Standard Vision Transformers flatten 2D images into 1D sequences, disrupting the natural spatial topology. While Rotary Positional Embedding (RoPE) excels in 1D, it inherits this limitation, often treating spatially distant patches (e.g., at row edges) as sequence neighbors. Existing 2D approaches typically treat spatial axes independently, failing to decouple this false sequential proximity from true spatial distance. To restore the 2D spatial manifold, we introduce Geometric Positional Embedding (GeoPE), a framework that extends rotations to 3D Euclidean space using quaternions. To overcome non-commutativity and ensure symmetry, GeoPE constructs a unified rotational operator by computing the geometric mean in the Lie algebra. This creates a geometrically coupled encoding that effectively separates spatial dimensions.

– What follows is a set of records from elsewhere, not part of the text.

//! Source rows for biomass aggregation.

use super::{parse_date, Database, DbResult};
use crate::biomass::{BiomassFilter, BiomassInput};
use crate::store::BiomassSource;

impl Database {
    /// Treatments joined with their entity and farm, narrowed by `filter`.
    pub fn biomass_inputs(&self, filter: &BiomassFilter) -> DbResult<Vec<BiomassInput>> {
        let mut stmt = self.conn.prepare(
            r#"
            SELECT t.treatment_id, t.farm_id, t.species, f.state, f.district,
                   t.start_date, t.dose_amount, t.duration_days, e.population_count,
                   t.body_weight_kg, e.weight_kg
            FROM treatments t
            JOIN entities e ON e.entity_id = t.entity_id
            JOIN farms f ON f.farm_id = t.farm_id
            ORDER BY t.start_date, t.rowid
            "#,
        )?;

        let rows = stmt.query_map([], |row| {
            Ok((
                row.get::<_, String>(0)?,
                row.get::<_, String>(1)?,
                row.get::<_, String>(2)?,
                row.get::<_, Option<String>>(3)?,
                row.get::<_, Option<String>>(4)?,
                row.get::<_, String>(5)?,
                row.get::<_, f64>(6)?,
                row.get::<_, u32>(7)?,
                row.get::<_, u32>(8)?,
                row.get::<_, Option<f64>>(9)?,
                row.get::<_, Option<f64>>(10)?,
            ))
        })?;

        let mut inputs = Vec::new();
        for row in rows {
            let (
                treatment_id,
                farm_id,
                species,
                state,
                district,
                start_date,
                dose_amount,
                duration_days,
                population_count,
                treatment_weight_kg,
                entity_weight_kg,
            ) = row?;
            let input = BiomassInput {
                treatment_id,
                farm_id,
                species,
                state,
                district,
                start_date: parse_date(&start_date)?,
                dose_amount,
                duration_days,
                population_count,
                treatment_weight_kg,
                entity_weight_kg,
            };
            if filter.matches(&input) {
                inputs.push(input);
            }
        }
        Ok(inputs)
    }
}

impl BiomassSource for Database {
    fn biomass_inputs(&self, filter: &BiomassFilter) -> DbResult<Vec<BiomassInput>> {
        Database::biomass_inputs(self, filter)
    }
}
//! Treatment assessment: classify, project, persist once, alert.

use thiserror::Error;
use tracing::{debug, info};

use super::projector::{Projection, ResidueProjector, MODEL_VERSION};
use crate::alerts::AlertSink;
use crate::catalog::ReferenceLookup;
use crate::db::DbError;
use crate::models::{
    AlertEvent, AlertKind, AmuRiskRecord, DoseTier, Entity, InvalidTreatment, RiskCategory,
    Treatment,
};
use crate::store::{RiskRecordStore, TreatmentStore};

#[derive(Error, Debug)]
pub enum RiskError {
    #[error("Database error: {0}")]
    Database(#[from] DbError),

    #[error("Not found: {0}")]
    NotFound(String),

    #[error(transparent)]
    InvalidTreatment(#[from] InvalidTreatment),

    #[error("Serialization error: {0}")]
    Serialization(#[from] serde_json::Error),
}

pub type RiskResult<T> = Result<T, RiskError>;

/// Stored record for a treatment and whether this call created it.
#[derive(Debug, Clone, PartialEq)]
pub struct Assessment {
    pub record: AmuRiskRecord,
    pub created: bool,
}

pub struct RiskAssessor<'a, S: ?Sized> {
    store: &'a S,
    catalog: &'a dyn ReferenceLookup,
    alerts: &'a dyn AlertSink,
}

impl<'a, S> RiskAssessor<'a, S>
where
    S: TreatmentStore + RiskRecordStore + ?Sized,
{
    pub fn new(store: &'a S, catalog: &'a dyn ReferenceLookup, alerts: &'a dyn AlertSink) -> Self {
        Self {
            store,
            catalog,
            alerts,
        }
    }

    /// Assess a stored treatment.
    ///
    /// A treatment is assessed at most once. Later calls, including a caller
    /// that lost an insert race, get the stored record back with
    /// `created == false` and raise no alerts.
    pub fn assess(&self, treatment_id: &str) -> RiskResult<Assessment> {
        if let Some(record) = self.store.get_risk_record(treatment_id)? {
            debug!(treatment_id, "Treatment already assessed");
            return Ok(Assessment {
                record,
                created: false,
            });
        }

        let treatment = self
            .store
            .get_treatment(treatment_id)?
            .ok_or_else(|| RiskError::NotFound(format!("treatment {}", treatment_id)))?;
        let entity = self
            .store
            .get_entity(&treatment.entity_id)?
            .ok_or_else(|| RiskError::NotFound(format!("entity {}", treatment.entity_id)))?;

        treatment.validate()?;
        let projection =
            ResidueProjector::new(self.catalog).project(&treatment, entity.product_matrix)?;
        let record = self.build_record(&treatment, &entity, projection)?;

        match self.store.insert_risk_record(&record) {
            Ok(()) => {}
            Err(DbError::Conflict(_)) => {
                let existing = self.store.get_risk_record(treatment_id)?.ok_or_else(|| {
                    RiskError::NotFound(format!("risk record for {}", treatment_id))
                })?;
                return Ok(Assessment {
                    record: existing,
                    created: false,
                });
            }
            Err(e) => return Err(e.into()),
        }

        info!(
            treatment_id,
            tier = record.dose_tier.as_str(),
            category = record.risk_category.map(|c| c.as_str()).unwrap_or("unknown"),
            withdrawal_days = ?record.withdrawal_days,
            "Stored AMU risk record"
        );
        self.raise_alerts(&record);

        Ok(Assessment {
            record,
            created: true,
        })
    }

    fn build_record(
        &self,
        treatment: &Treatment,
        entity: &Entity,
        projection: Projection,
    ) -> serde_json::Result<AmuRiskRecord> {
        AmuRiskRecord {
            record_id: uuid::Uuid::new_v4().to_string(),
            treatment_id: treatment.treatment_id.clone(),
            entity_id: entity.entity_id.clone(),
            farm_id: treatment.farm_id.clone(),
            species: treatment.species.clone(),
            medicine: treatment.medicine.clone(),
            matrix: entity.product_matrix,
            dose_tier: projection.dose_tier,
            overdosage: projection.overdosage,
            withdrawal_exempt: projection.withdrawal_exempt,
            tissues: projection.tissues,
            worst_tissue: projection.worst_tissue,
            risk_percent: projection.risk_percent,
            risk_category: projection.risk_category,
            withdrawal_days: projection.withdrawal_days,
            end_date: projection.end_date,
            safe_date: projection.safe_date,
            model_version: MODEL_VERSION.to_string(),
            catalog_version: self.catalog.version().to_string(),
            created_at: chrono::Utc::now().to_rfc3339(),
            record_hash: String::new(),
        }
        .seal()
    }

    fn raise_alerts(&self, record: &AmuRiskRecord) {
        let tier_alert = match record.dose_tier {
            DoseTier::Moderate => Some((
                AlertKind::HighDosage,
                format!(
                    "{} dose for {} is above the safe band",
                    record.medicine, record.species
                ),
            )),
            DoseTier::Overdose => Some((
                AlertKind::Overdosage,
                format!("{} dose for {} is an overdose", record.medicine, record.species),
            )),
            _ => None,
        };
        if let Some((kind, message)) = tier_alert {
            self.alerts.emit(
                AlertEvent::new(kind, message).for_treatment(&record.treatment_id, &record.entity_id),
            );
        }

        if record.risk_category == Some(RiskCategory::Unsafe) {
            let message = format!(
                "Predicted {} residue of {} at {:.0}% of MRL",
                record.worst_tissue.as_deref().unwrap_or("tissue"),
                record.medicine,
                record.risk_percent.unwrap_or_default()
            );
            self.alerts.emit(
                AlertEvent::new(AlertKind::UnsafeMrl, message)
                    .for_treatment(&record.treatment_id, &record.entity_id),
            );
        }
    }
}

Extensive experiments on image classification, object detection, and 3D semantic segmentation demonstrate that GeoPE consistently outperforms existing 2D RoPE variants and significantly enhances shape bias, confirming its ability to capture true geometric structure.

Paper Structure

This paper contains 27 sections, 63 equations, 6 figures, 3 tables.

Figures (6)

  • Figure 1: Geometric Transform of Geometric Positional Embedding (GeoPE). This figure illustrates how GeoPE encodes $2D$ positions (e.g., $(m, n)$) by extending Rotary Positional Embedding (RoPE) to $3D$ space using quaternions. For each feature sub-vector $(x_1, x_2, x_3)$, GeoPE calculates the geometric mean of the height and width rotations in the Lie algebra to create a unified, symmetric rotation operator. This operator then applies a geometrically coupled $3D$ rotation to the query/key sub-vector via a sandwich product ($\mathbf{p}' = \mathbf{r} \mathbf{p} \mathbf{r}^*$) to inject the positional bias.
  • Figure 2: Illustration of mathematical structure and coordinate transform.
  • Figure 2:
  • Figure 3: Mean attention distance as a function of layer depth across different input resolutions. The distance is computed as the average over attention scores, where query–key spatial distances are weighted by their corresponding attention weights and then normalized. While all methods exhibit an expanding receptive field in deeper layers, APE's consistently higher distance suggests an inefficient and unfocused global search. In contrast, GeoPE maintains a more moderate distance, indicating a more structured and efficient strategy for balancing local and global information gathering. These relative trends remain consistent across all tested resolutions.
  • Figure 4: Attention Map Visualization.This figure compares the self-attention patterns from the final layer of ViT-Base models, evaluated after pre-training from scratch on ImageNet-1K. The heatmaps visualize the cosine similarity between patch representations, averaged across all attention heads, where the fine-grained patterns within the large squares reflect the feature correlation and similarity among the pixels inside each input patch. APE results in highly localized attention focused on the diagonal. RoPE-mixed shows a more distributed local pattern. In contrast, GeoPE facilitates complex, long-range attention, indicating a significantly more global receptive field. GeoPE's global attention pattern demonstrates its improved ability to integrate features across the entire image based on geometric structure.